In late 2004, Blair stood in the White House and nodded his head when he heard another meaningless declaration by his partner to the war, U.S. President George W. Bush, regarding his willingness to work together with a Palestinian leadership that would be committed to the war against terror and to democratic reforms. Blair returned to London without Bush's consent to an international peace conference. The British leader, who is eating crow because of his support for the problematic U.S. war against Iraq, took back his proposal to appoint a high-ranking presidential envoy to promote the "road map" peace plan. He took it back and remained silent.

Six months ago, when Blair came to Jerusalem, Sharon did not have to make much effort to convince his guest that in our case, dealing with terror takes precedence over dealing with the conflict. He announced publicly and in front of a group of journalists that "there will be no successful peace negotiations without an end to terror." Haaretz reported that in closed talks, Blair was even more outspoken. He promised to tell the Palestinians that if the terror did not end, they could forget about assistance and political support. PA Prime Minister Mahmoud Abbas (Abu Mazen), who was then taking his first steps in the Muqata, picked up the gauntlet and came out strongly against the violent intifada. Blair, like the other European leaders, the patrons of the road map, aligned himself with the policy delineated by Bush: Quiet, we're disengaging.

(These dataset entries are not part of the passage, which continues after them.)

//! # little-lemon
//!
//! Restaurant ordering API: a menu catalog, per-user carts, and orders, with
//! access decided by the caller's role.
//!
//! ## Architecture
//!
//! - **Store**: SQLite via sqlx; categories, menu items, orders, cart rows, users and groups
//! - **Auth**: TOML users file with constant-time password comparison, HTTP Basic or token login
//! - **Roles**: Admin (staff flag), Manager, Delivery crew, Customer, resolved per request
//! - **HTTP**: Axum router with rate limiting, request IDs, and graceful shutdown

#![forbid(unsafe_code)]
#![deny(clippy::unwrap_used, clippy::expect_used)]

mod auth;
mod config;
mod db;
mod http;
mod models;
mod roles;

use std::net::SocketAddr;
use std::sync::Arc;

use anyhow::Context;
use axum::serve;
use clap::Parser;
use tokio::net::TcpListener;
use tracing::info;
use tracing_subscriber::EnvFilter;

use crate::auth::{load_auth, sync_users};
use crate::config::{AppConfig, Cli};
use crate::db::Database;
use crate::http::{router, AppState, TokenStore};

#[tokio::main]
async fn main() -> anyhow::Result<()> {
    init_logging().context("failed to initialize logging")?;

    let cli = Cli::parse();
    let config = AppConfig::from_cli(cli).context("failed to load configuration")?;
    let auth = load_auth(&config.users_file).context("failed to load users file")?;
    info!(
        bind = %config.bind,
        database_url = %config.database_url,
        users_file = %config.users_file.display(),
        user_count = auth.user_count(),
        prune_users = config.prune_users,
        token_ttl_hours = config.token_ttl_hours,
        "configuration loaded"
    );

    let db = Database::connect(&config.database_url)
        .await
        .with_context(|| format!("failed to open database {}", config.database_url))?;

    let summary = sync_users(&db, &auth, config.prune_users)
        .await
        .context("failed to sync users into the database")?;
    info!(
        synced = summary.synced,
        pruned = summary.pruned,
        "users synced"
    );

    let state = AppState {
        db,
        auth: Arc::new(auth),
        tokens: TokenStore::new(config.token_ttl_hours),
    };

    let app = router(state);
    let listener = TcpListener::bind(config.bind)
        .await
        .with_context(|| format!("failed to bind {}", config.bind))?;

    let shutdown = tokio::signal::ctrl_c();
    info!(bind = %config.bind, "little-lemon listening");

    serve(
        listener,
        app.into_make_service_with_connect_info::<SocketAddr>(),
    )
    .with_graceful_shutdown(async {
        let _ = shutdown.await;
        info!("shutting down gracefully");
    })
    .await
    .context("server exited with error")
}

/// Initialize tracing subscriber with `RUST_LOG` env filter (default: `info`).
fn init_logging() -> anyhow::Result<()> {
    let filter = EnvFilter::try_from_default_env().unwrap_or_else(|_| EnvFilter::new("info"));

    tracing_subscriber::fmt()
        .with_env_filter(filter)
        .with_target(false)
        .compact()
        .init();

    Ok(())
}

The Al-Qaida attack on the United States erased the dividers between Palestinian terror, which is directed against the occupation, and Islamic terror, which is directed against Western culture. The situation has changed to such an extent that Bush and Sharon are preaching democracy to people who are living under the occupation of foreign armies. It's a shame that the message got through only after the disaster occurred at home. Hopefully, 7/7 will put an end to 9/11 and be the start of a proper campaign in the struggle against terror.